#[derive(Subcommand)]
enum Commands {
    /// Create (or replace) the session from a config and a token sequence
    Init {
        /// Token ids ("42,17,89") or free text to tokenize
        input: String,

        /// TOML grid config
        #[arg(long)]
        config: Option<PathBuf>,

        /// Replace configured columns with N evenly spaced ones
        #[arg(long, conflicts_with = "scatter")]
        columns: Option<usize>,

        /// Replace configured columns with N random ones
        #[arg(long)]
        scatter: Option<usize>,

        /// RNG seed for --scatter
        #[arg(long, default_value_t = 42)]
        rng_seed: u64,
    },

    /// Trace a single path without touching any session
    Trace {
        /// Token ids ("42,17,89") or free text to tokenize
        input: String,

        /// Column seed; negative or wide values are reduced to 32 bits
        #[arg(long, default_value_t = 0, allow_negative_numbers = true)]
        seed: i64,

        /// Start cell as "x,y"
        #[arg(long, default_value = "15,14", value_parser = parse_position)]
        start: Position,

        #[arg(long, default_value_t = gp_core::GRID_SIZE)]
        grid: u32,

        #[arg(long, default_value_t = gp_core::MAX_STEP)]
        max_step: u32,

        /// Print the path as JSON
        #[arg(long)]
        json: bool,
    },

    /// Show the per-column paths of the session
    Columns {
        #[arg(long)]
        json: bool,
    },

    /// Append events from a JSON-lines file
    Record {
        path: PathBuf,
    },

    /// Pin the view to an event index
    Focus {
        index: usize,
    },

    /// Unpin the view and follow the latest event
    Follow,

    /// Clear the event timeline and diagnostics
    Reset,

    /// Show the replayed view
    View {
        /// Event index to replay up to (default: current focus)
        #[arg(long, conflicts_with = "step")]
        at: Option<usize>,

        /// Replay up to the event recorded at this step
        #[arg(long)]
        step: Option<u64>,

        #[arg(long)]
        json: bool,
    },

    /// Replace diagnostics from a JSON file
    Diagnostics {
        path: PathBuf,
    },

    /// Show session statistics
    Stats,

    /// List stored sessions
    Sessions,

    /// Export the session to a JSON file
    Export {
        path: PathBuf,
    },

    /// Import a session from a JSON file, replacing the stored one
    Import {
        path: PathBuf,
    },

    /// Serve the session over HTTP
    Serve {
        #[arg(long, default_value = "127.0.0.1")]
        host: String,

        #[arg(long, default_value_t = 7878)]
        port: u16,

        /// Keep mutations in memory instead of journaling them
        #[arg(long)]
        memory: bool,
    },
}

/// Candidates listed by `gp diagnostics`.
const TOP_CANDIDATES: usize = 5;

fn data_dir() -> Option<PathBuf> {
    std::env::var("GP_DATA_DIR").ok().map(PathBuf::from)
}

fn open_store(cli: &Cli) -> Result<SessionStore> {
    let base_dir = data_dir();
    SessionStore::open(cli.session.as_deref(), base_dir.as_deref())
        .context("failed to open session store")
}

fn load_session(store: &SessionStore) -> Result<Session> {
    store
        .load()
        .context("failed to load session")?
        .ok_or_else(|| anyhow!("session '{}' is empty; run `gp init` first", store.name()))
}

fn init_tracing(verbose: bool) {
    use tracing_subscriber::EnvFilter;

    let filter = if verbose {
        EnvFilter::new("debug")
    } else {
        EnvFilter::from_default_env().add_directive(tracing::Level::WARN.into())
    };

    tracing_subscriber::fmt()
        .with_env_filter(filter)
        .with_writer(std::io::stderr)
        .with_ansi(false)
        .init();
}

fn parse_position(s: &str) -> std::result::Result<Position, String> {
    let (x, y) = s
        .split_once(',')
        .ok_or_else(|| format!("expected \"x,y\", got '{s}'"))?;
    let x = x.trim().parse().map_err(|e| format!("bad x '{x}': {e}"))?;
    let y = y.trim().parse().map_err(|e| format!("bad y '{y}': {e}"))?;
    Ok(Position::new(x, y))
}

/// Token ids when `input` is a plain id list, otherwise the words of
/// `input` interned in first-seen order.
fn encode_input(input: &str) -> Vec<Token> {
    match parse_token_list(input) {
        Some(tokens) if !tokens.is_empty() => tokens,
        _ => Vocabulary::new().encode(input),
    }
}

#[tokio::main]
async fn main() -> Result<()> {
    let cli = Cli::parse();
    init_tracing(cli.verbose);

    match &cli.command {
        Commands::Init {
            input,
            config,
            columns,
            scatter,
            rng_seed,
        } => cmd_init(&cli, input, config.as_deref(), *columns, *scatter, *rng_seed),
        Commands::Trace {
            input,
            seed,
            start,
            grid,
            max_step,
            json,
        } => cmd_trace(input, *seed, *start, *grid, *max_step, *json),
        Commands::Columns { json } => cmd_columns(&cli, *json),
        Commands::Record { path } => cmd_record(&cli, path),
        Commands::Focus { index } => cmd_focus(&cli, *index),
        Commands::Follow => cmd_follow(&cli),
        Commands::Reset => cmd_reset(&cli),
        Commands::View { at, step, json } => cmd_view(&cli, *at, *step, *json),
        Commands::Diagnostics { path } => cmd_diagnostics(&cli, path),
        Commands::Stats => cmd_stats(&cli),
        Commands::Sessions => cmd_sessions(),
        Commands::Export { path } => cmd_export(&cli, path),
        Commands::Import { path } => cmd_import(&cli, path),
        Commands::Serve { host, port, memory } => cmd_serve(&cli, host, *port, *memory).await,
    }
}

fn cmd_init(
    cli: &Cli,
    input: &str,
    config_path: Option<&Path>,
    columns: Option<usize>,
    scatter: Option<usize>,
    rng_seed: u64,
) -> Result<()> {
    let mut config = match config_path {
        Some(path) => {
            load_config(path).with_context(|| format!("failed to load {}", path.display()))?
        }
        None => GridConfig::default(),
    };
    if let Some(n) = columns {
        config.columns = ColumnLayout::evenly_spaced(n, config.grid_size);
    } else if let Some(n) = scatter {
        let mut rng = SmallRng::seed_from_u64(rng_seed);
        config.columns = ColumnLayout::scattered(n, config.grid_size, &mut rng);
    }

    let tokens = encode_input(input);
    let session = Session::new(config, tokens).context("invalid session config")?;
    let store = open_store(cli)?;
    store.save(&session).context("failed to save session")?;

    println!(
        "initialized session '{}': {} columns, {} tokens",
        store.name(),
        session.columns().len(),
        session.tokens().len()
    );
    Ok(())
}

fn cmd_trace(
    input: &str,
    seed: i64,
    start: Position,
    grid: u32,
    max_step: u32,
    json: bool,
) -> Result<()> {
    let config = GridConfig {
        grid_size: grid,
        max_step,
        ..GridConfig::default()
    };
    config.validate().context("invalid grid")?;

    let tokens = encode_input(input);
    let path = trace(
        &ContextHasher::new(max_step),
        grid,
        start,
        &tokens,
        seed_from_i64(seed),
    );

    if json {
        println!("{}", serde_json::to_string_pretty(&path)?);
        return Ok(());
    }
    for (i, step) in path.steps().iter().enumerate() {
        match step.displacement {
            Some(d) => println!("{i:>4}  token={:<10} d={d:<10} {}", step.token, step.position),
            None => println!("{i:>4}  token={:<10} {:<12} {}", step.token, "start", step.position),
        }
    }
    Ok(())
}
□ □ □ □
To do: Beginning with the first line of the listing above, please write out every line exactly until you reach the line that contains "evenly spaced ones", and include that one too.

Exercise result:
#[derive(Subcommand)]
enum Commands {
    /// Create (or replace) the session from a config and a token sequence
    Init {
        /// Token ids ("42,17,89") or free text to tokenize
        input: String,

        /// TOML grid config
        #[arg(long)]
        config: Option<PathBuf>,

        /// Replace configured columns with N evenly spaced ones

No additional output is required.